Laure 06/03/2010 22:37


Ca c'est de la réplique qui tue. D'une intelligence flagrante (!).


Croc Note 06/03/2010 00:24


C'est fou ça... Ces chers "vieux" du métier qui tentent d'anéantir toute ésperance pécuniaire en nous, jeunes et fougeux apprentis libraires ! Mais on a pas peur de manquer la luxure trépidante de
cette noble société, nous on aime les livres d'abord (de quoi l'idéalisme de la jeunesse ?).
Sinon, respect pour la citation.


Le libraire en question 06/03/2010 09:28


quelque chose me dit que tu confonds la luxure avec le luxe

ce qui n'est pas forcement une mauvaise chose en soi, meme si ce serait triste de manquer la luxure de la société


Virginie 05/03/2010 14:55


Warffff... la chute est excellente...
Rien de pire que les personnes comme ça, aucun respect pour les autres, un égocentrisme à faire peur... :(


jibé revalire 05/03/2010 11:26


eh bien, pour avoir ouvert la librairie depuis trois semaines... je vois qu'il nous reste encore 8 ans avant d'imaginer quoi que ce soit, genre gagner sa vie... oui mais avant je la perdais en la
gagnant mieux... alors autant vivre au milieu des livres. des bises à ceux qui veulent!!!
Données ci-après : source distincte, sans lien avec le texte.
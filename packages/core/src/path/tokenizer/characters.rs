//! Single-character token recognition

use super::core::PathParser;
use crate::error::{ParseResult, malformed_path_error};
use crate::path::tokens::Token;

/// Parse a structural character or dispatch to name scanning
///
/// Returns the index of the last character consumed.
pub(crate) fn parse_character_token(
    parser: &mut PathParser<'_>,
    chars: &[char],
    i: usize,
) -> ParseResult<usize> {
    let token = match chars[i] {
        '.' => Token::Dot,
        '[' => Token::LeftBracket,
        ']' => Token::RightBracket,
        ',' => Token::Comma,
        ':' => Token::Colon,
        '*' => Token::Star,
        '\\' => {
            return Err(malformed_path_error(
                parser.input,
                "escape sequences are not supported in paths",
                i,
            ));
        }
        _ => return Ok(super::names::parse_name(parser, chars, i)),
    };
    parser.tokens.push_back((token, i));
    Ok(i)
}

/// Whether `c` may appear inside a name token
#[inline]
pub(crate) fn is_name_char(c: char) -> bool {
    !c.is_whitespace() && !matches!(c, '.' | '[' | ']' | ',' | ':' | '*' | '\\')
}
//! Bounded concurrent cache of compiled paths

use std::sync::Arc;
use std::sync::atomic::{AtomicU64, AtomicUsize, Ordering};

use dashmap::DashMap;
use once_cell::sync::Lazy;

use super::{ast::Path, tokenizer::PathParser};
use crate::error::ParseResult;

/// Default number of compiled paths kept by the global cache
pub const DEFAULT_CAPACITY: usize = 4096;

static GLOBAL_CACHE: Lazy<PathCache> = Lazy::new(|| PathCache::new(DEFAULT_CAPACITY));

/// The process-wide cache used by [`compile`](crate::path::compile)
#[inline]
pub fn global_cache() -> &'static PathCache {
    &GLOBAL_CACHE
}

/// Snapshot of cache counters
#[derive(Debug, Clone, Copy, PartialEq, Eq, Default)]
pub struct CacheStats {
    /// Lookups answered from the cache
    pub hits: u64,
    /// Lookups that had to parse
    pub misses: u64,
    /// Paths currently cached
    pub entries: usize,
}

/// Concurrent path cache with a soft capacity
///
/// When an insert would exceed the capacity a tenth of the entries (at least
/// one) is evicted first.
#[derive(Debug)]
pub struct PathCache {
    entries: DashMap<String, Arc<Path>>,
    capacity: AtomicUsize,
    hits: AtomicU64,
    misses: AtomicU64,
}

impl PathCache {
    /// Create an empty cache holding at most `capacity` paths
    #[must_use]
    pub fn new(capacity: usize) -> Self {
        Self {
            entries: DashMap::new(),
            capacity: AtomicUsize::new(capacity.max(1)),
            hits: AtomicU64::new(0),
            misses: AtomicU64::new(0),
        }
    }

    /// Return the cached path for `path`, parsing and inserting it on a miss
    ///
    /// # Errors
    /// Returns the parse error for malformed paths; nothing is cached then.
    pub fn get_or_compile(&self, path: &str) -> ParseResult<Arc<Path>> {
        if let Some(entry) = self.entries.get(path) {
            self.hits.fetch_add(1, Ordering::Relaxed);
            return Ok(Arc::clone(entry.value()));
        }

        self.misses.fetch_add(1, Ordering::Relaxed);
        log::debug!("Path cache miss for '{path}'");
        let compiled = Arc::new(PathParser::new(path).parse()?);

        if self.entries.len() >= self.capacity() {
            self.evict_entries();
        }
        let entry = self
            .entries
            .entry(path.to_string())
            .or_insert_with(|| Arc::clone(&compiled));
        Ok(Arc::clone(entry.value()))
    }

    /// Change the capacity; shrinking evicts down to the new bound
    pub fn set_capacity(&self, capacity: usize) {
        let capacity = capacity.max(1);
        self.capacity.store(capacity, Ordering::Relaxed);
        while self.entries.len() > capacity {
            self.evict_entries();
        }
    }

    /// Current capacity
    #[inline]
    #[must_use]
    pub fn capacity(&self) -> usize {
        self.capacity.load(Ordering::Relaxed)
    }

    /// Remove every cached path and reset counters
    pub fn clear(&self) {
        self.entries.clear();
        self.hits.store(0, Ordering::Relaxed);
        self.misses.store(0, Ordering::Relaxed);
    }

    /// Get current cache size
    #[inline]
    #[must_use]
    pub fn len(&self) -> usize {
        self.entries.len()
    }

    /// Check if cache is empty
    #[inline]
    #[must_use]
    pub fn is_empty(&self) -> bool {
        self.entries.is_empty()
    }

    /// Counter snapshot
    #[must_use]
    pub fn stats(&self) -> CacheStats {
        CacheStats {
            hits: self.hits.load(Ordering::Relaxed),
            misses: self.misses.load(Ordering::Relaxed),
            entries: self.entries.len(),
        }
    }

    fn evict_entries(&self) {
        let count = (self.capacity() / 10).max(1);
        let to_remove: Vec<String> = self
            .entries
            .iter()
            .take(count)
            .map(|entry| entry.key().clone())
            .collect();

        for key in to_remove {
            self.entries.remove(&key);
        }

        log::debug!("Evicted compiled paths, cache size: {}", self.entries.len());
    }
}

impl Default for PathCache {
    fn default() -> Self {
        Self::new(DEFAULT_CAPACITY)
    }
}

#[cfg(test)]
mod tests {
    use super::*;

    #[test]
    fn counts_hits_and_misses() {
        let cache = PathCache::new(8);
        cache.get_or_compile("a.b").unwrap();
        cache.get_or_compile("a.b").unwrap();
        cache.get_or_compile("c").unwrap();
        assert_eq!(
            cache.stats(),
            CacheStats {
                hits: 1,
                misses: 2,
                entries: 2
            }
        );
    }

    #[test]
    fn errors_are_not_cached() {
        let cache = PathCache::new(8);
        assert!(cache.get_or_compile("a[").is_err());
        assert!(cache.get_or_compile("a[").is_err());
        assert!(cache.is_empty());
        assert_eq!(cache.stats().misses, 2);
    }

    #[test]
    fn stays_within_capacity() {
        let cache = PathCache::new(3);
        for name in ["a", "b", "c", "d", "e"] {
            cache.get_or_compile(name).unwrap();
        }
        assert!(cache.len() <= 3);
        cache.set_capacity(1);
        assert_eq!(cache.len(), 1);
    }
}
Le libraire en question 05/03/2010 11:56


ouaip, c'est souvent un vrai choix de vie

bon cela dit hein, normalement d'ici 3 ans tu pourras te verser un salaire sans etre dans le rouge. C'est mieux que 8 ans, finalement

courage!


ororuK 05/03/2010 00:53


Concluons-nous-en (?) que tu avais "l'air d'un mec au chomage" à côté d'eux ?

Enfin merci pour cet article, la partie sur le métier de libraire fait plaisir à lire.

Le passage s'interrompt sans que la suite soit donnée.